Your objective: Which lines in the data below contain the word "located"? Return each of them.

Saved data entries:
//! Application configuration with persistence.
//!
//! The configuration file is stored at:
//! - Linux: `~/.config/splitpay/config.json`
//! - macOS: `~/Library/Application Support/splitpay/config.json`
//! - Windows: `%APPDATA%/splitpay/config.json`
//!
//! Command-line flags override these values for a single run and are only
//! written back with `--save-config`.
//!
//! # Example
//!
//! ```ignore
//! use crate::state::AppConfig;
//!
//! let mut config = AppConfig::load();
//! config.cluster = Cluster::Testnet;
//! config.save()?;
//! ```

use color_eyre::Result;
use serde::{Deserialize, Serialize};
use std::fs;
use std::path::PathBuf;
use std::time::Duration;

use super::platform::AppPaths;
use crate::constants::TICK_RATE;
use crate::domain::{AddressCheck, Cluster};

// ============================================================================
// Constants
// ============================================================================

/// How long the "copied" indicator stays visible by default.
pub const DEFAULT_COPIED_INDICATOR_MS: u64 = 1500;

/// How long toasts stay visible by default.
pub const DEFAULT_TOAST_MS: u64 = 2000;

// ============================================================================
// AppConfig
// ============================================================================

/// Persisted application settings.
#[derive(Debug, Clone, Serialize, Deserialize, PartialEq, Eq)]
#[serde(default)]
pub struct AppConfig {
    /// Cluster to connect to.
    pub cluster: Cluster,
    /// RPC endpoint overriding the cluster default.
    pub rpc_url: Option<String>,
    /// Keypair file overriding the Solana CLI default.
    pub keypair_path: Option<PathBuf>,
    /// Require addresses to decode to a 32-byte key.
    pub strict_address_check: bool,
    /// Lifetime of the "copied" indicator in milliseconds.
    pub copied_indicator_ms: u64,
    /// Lifetime of toast notifications in milliseconds.
    pub toast_ms: u64,
}

impl Default for AppConfig {
    fn default() -> Self {
        Self {
            cluster: Cluster::default(),
            rpc_url: None,
            keypair_path: None,
            strict_address_check: true,
            copied_indicator_ms: DEFAULT_COPIED_INDICATOR_MS,
            toast_ms: DEFAULT_TOAST_MS,
        }
    }
}

impl AppConfig {
    /// Returns the path to the configuration file.
    ///
    /// # Errors
    ///
    /// Returns an error if the configuration directory cannot be determined
    /// or created.
    pub fn config_path() -> Result<PathBuf> {
        AppPaths::new().config_file()
    }

    /// Loads the configuration from disk, falling back to defaults.
    #[must_use]
    pub fn load() -> Self {
        match Self::try_load() {
            Ok(config) => config,
            Err(err) => {
                tracing::info!("Config load failed, using defaults: {err}");
                Self::default()
            }
        }
    }

    /// Attempts to load the configuration from disk.
    ///
    /// # Errors
    ///
    /// Returns an error if the file cannot be located, read or parsed.
    pub fn try_load() -> Result<Self> {
        let path = Self::config_path()?;
        let content = fs::read_to_string(&path)?;
        let config: Self = serde_json::from_str(&content)?;
        Ok(config)
    }

    /// Saves the configuration to disk.
    ///
    /// # Errors
    ///
    /// Returns an error if the file cannot be located, serialized or written.
    pub fn save(&self) -> Result<()> {
        let path = Self::config_path()?;
        let content = serde_json::to_string_pretty(self)?;
        fs::write(&path, content)?;
        tracing::info!(path = %path.display(), "config saved");
        Ok(())
    }

    /// The RPC endpoint to use: the override, else the cluster default.
    #[must_use]
    pub fn effective_rpc_url(&self) -> &str {
        self.rpc_url
            .as_deref()
            .filter(|url| !url.trim().is_empty())
            .unwrap_or_else(|| self.cluster.rpc_url())
    }

    /// Address validation mode selected by `strict_address_check`.
    #[must_use]
    pub const fn address_check(&self) -> AddressCheck {
        AddressCheck::from_strict(self.strict_address_check)
    }

    /// Copied-indicator lifetime in UI ticks.
    #[must_use]
    pub fn copied_indicator_ticks(&self) -> u16 {
        ms_to_ticks(self.copied_indicator_ms)
    }

    /// Toast lifetime in UI ticks.
    #[must_use]
    pub fn toast_ticks(&self) -> u16 {
        ms_to_ticks(self.toast_ms)
    }
}

/// Converts a duration to loop ticks, rounding up so short durations still
/// show for at least one tick.
fn ms_to_ticks(ms: u64) -> u16 {
    let tick_ms = u64::try_from(TICK_RATE.as_millis()).unwrap_or(u64::MAX).max(1);
    let ticks = Duration::from_millis(ms).as_millis().div_ceil(u128::from(tick_ms));
    u16::try_from(ticks).unwrap_or(u16::MAX).max(1)
}

// ============================================================================
// Tests
// ============================================================================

Output for this exercise:
    /// Returns an error if the file cannot be located, read or parsed.
    /// Returns an error if the file cannot be located, serialized or written.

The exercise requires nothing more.